What Technology Wants, Part I
Back in 1995 one of my closest friends, Stevie Zimmerman, introduced me to “Out of Control” by Kevin Kelly. The book was a revelation. Kelly opened my eyes to what felt like an almost entirely new and very exciting world, even though I had been working in the field of information technology for nearly a decade by then and was also familiar with the newish field of Complexity Theory. So about 8 years later when I heard that he had posed himself the rather interesting question “what does technology want?” I felt sure that the answer was going to set me off in all sorts on new and exciting directions once again. I guessed it was going to have something to do with the future of what we consider “living” and that it might reveal something deep and unexpected about what it means to be human.
Since I knew I was going to have to wait for a few years until he published his answer, I decided to have a stab at the question myself.
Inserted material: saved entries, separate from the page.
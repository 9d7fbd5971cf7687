//! Ordered request parameter bag.
//!
//! Keeps every `(key, value)` pair of the incoming query string in arrival order so that
//! pagination links can re-serialise the parameters they do not own (search, sort, `dbg`, ...)
//! without losing or reordering them.

/// Ordered `(key, value)` pairs from a request query string.
#[derive(Debug, Clone, Default, PartialEq, Eq)]
pub struct QueryParams {
    pairs: Vec<(String, String)>,
}

impl QueryParams {
    pub fn new() -> Self {
        Self::default()
    }

    /// Parses an `application/x-www-form-urlencoded` query string (without the leading `?`).
    ///
    /// `+` decodes to a space and percent escapes are resolved.
    pub fn parse(raw: &str) -> Self {
        form_urlencoded::parse(raw.as_bytes())
            .into_owned()
            .collect()
    }

    pub fn push(&mut self, key: impl Into<String>, value: impl Into<String>) {
        self.pairs.push((key.into(), value.into()));
    }

    /// First value for `key`, if any.
    pub fn get(&self, key: &str) -> Option<&str> {
        self.pairs
            .iter()
            .find(|(k, _)| k == key)
            .map(|(_, v)| v.as_str())
    }

    /// A copy with every pair whose key is in `keys` removed.
    pub fn without(&self, keys: &[&str]) -> Self {
        self.pairs
            .iter()
            .filter(|(k, _)| !keys.contains(&k.as_str()))
            .cloned()
            .collect()
    }

    pub fn iter(&self) -> impl Iterator<Item = (&str, &str)> {
        self.pairs.iter().map(|(k, v)| (k.as_str(), v.as_str()))
    }

    pub fn is_empty(&self) -> bool {
        self.pairs.is_empty()
    }

    pub fn len(&self) -> usize {
        self.pairs.len()
    }

    /// Serialises the pairs in order; spaces become `+`.
    pub fn to_query_string(&self) -> String {
        let mut serializer = form_urlencoded::Serializer::new(String::new());
        for (key, value) in &self.pairs {
            serializer.append_pair(key, value);
        }
        serializer.finish()
    }
}

impl FromIterator<(String, String)> for QueryParams {
    fn from_iter<I: IntoIterator<Item = (String, String)>>(iter: I) -> Self {
        Self {
            pairs: iter.into_iter().collect(),
        }
    }
}

impl<K, V> Extend<(K, V)> for QueryParams
where
    K: Into<String>,
    V: Into<String>,
{
    fn extend<I: IntoIterator<Item = (K, V)>>(&mut self, iter: I) {
        for (key, value) in iter {
            self.push(key, value);
        }
    }
}

impl<K, V> From<Vec<(K, V)>> for QueryParams
where
    K: Into<String>,
    V: Into<String>,
{
    fn from(pairs: Vec<(K, V)>) -> Self {
        pairs
            .into_iter()
            .map(|(k, v)| (k.into(), v.into()))
            .collect()
    }
}
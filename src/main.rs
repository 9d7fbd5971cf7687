use std::sync::Arc;
use tracing_subscriber::{layer::SubscriberExt, util::SubscriberInitExt};

use api_rest::{AppState, router};
use filecdn_core::{
    CoreConfig, ListingService, public_base_url_from_env_value, root_dir_from_env_value,
};

/// Main entry point for the filecdn application
///
/// Loads `.env`, resolves the served root and public URL once, and serves the REST API.
///
/// # Environment Variables
/// - `FILECDN_REST_ADDR`: REST server address (default: "0.0.0.0:3000")
/// - `FILECDN_ROOT_DIR`: Directory to serve (default: "files_root")
/// - `FILECDN_PUBLIC_URL`: Base URL used in generated links (default: "http://localhost:3000")
///
/// # Returns
/// * `Ok(())` - If the server starts and runs successfully
/// * `Err(anyhow::Error)` - If configuration, startup or the server fails
#[tokio::main]
async fn main() -> anyhow::Result<()> {
    dotenvy::dotenv().ok();

    tracing_subscriber::registry()
        .with(
            tracing_subscriber::EnvFilter::from_default_env()
                .add_directive("filecdn=info".parse()?)
                .add_directive("api_rest=info".parse()?),
        )
        .with(tracing_subscriber::fmt::layer())
        .init();

    let rest_addr = std::env::var("FILECDN_REST_ADDR").unwrap_or_else(|_| "0.0.0.0:3000".into());

    let cfg = Arc::new(CoreConfig::new(
        root_dir_from_env_value(std::env::var("FILECDN_ROOT_DIR").ok()),
        public_base_url_from_env_value(std::env::var("FILECDN_PUBLIC_URL").ok()),
    )?);

    tracing::info!("++ Starting filecdn REST on {}", rest_addr);
    tracing::info!("++ Serving {} as {}", cfg.root_dir().display(), cfg.public_base_url());

    let app = router(AppState::new(Arc::new(ListingService::new(cfg))));

    let listener = tokio::net::TcpListener::bind(&rest_addr).await?;
    axum::serve(listener, app).await?;

    Ok(())
}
I fairly quickly formed a view by contemplating our earliest stone age technologies that we have always developed technologies by observing and then imitating natural phenomena and that we have then used those technologies to mediate our relationship with nature. I then sensed that we actually use technology not just to mediate but to change our relationship with nature, and that we use the knowledge that comes from that changed relationship to further advance and improve our technologies. In other words, our relationship with nature and the evolution of our technologies contains a continuous, mutual feedback loop. I further imagined that this mutual feedback loop will culminate in the complete embedding of technology within nature and vice versa, and that this eventual integration will mark our maturity as a species.
Needless to say, when “What Technology Wants” was published last year, I had wildly inflated expectations of it. And inevitably perhaps it couldn’t live up to them. Kelly begins by expressing the tension he feels between his love of technology and his respect for those that live a simpler life close to nature, and that tension made for uneasy reading. It seemed to me that he desperately wanted to declare that technology is already alive and that it really does have wants and desires, desires of survival and reproduction and maybe even of pleasure. But he stopped short. For someone who had 16 years previously written an ode to the marriage of the Born and the Made it was as if he had witnessed a Hollywood-style divorce between the two (“work got in the way”, “we separated with deep love and respect for one another”, “we’ll always be friends”). He conjured up the Technium but then didn’t quite know what to do with it except remind us endlessly of its billions of connections.
And though I like the fact that he invented a new word, as you should when you’re imagining something new, his word has a musty Victorian feeling to it. The Technium sounds old, the kind of word you might imagine that his beloved Amish would have coined for this unwelcome and nagging intrusion in their lives. The word is, I think, precisely a reflection of his tension. It’s the pidgin English of the first generation immigrant, not the language of the next generation, the native. And so Kelly, even as he has surfed the frontiers of technology for longer than the vast majority of us, in his later years has found a cognitive threshold, or a border, that he cannot cross. This is the territory of a younger generation, a generation that was born here. And it will be this generation, or the next, that will give us the appropriate language. It’s unlikely that Kelly, or the baby boomer generation in general, or I for that matter, will ever become entirely fluent.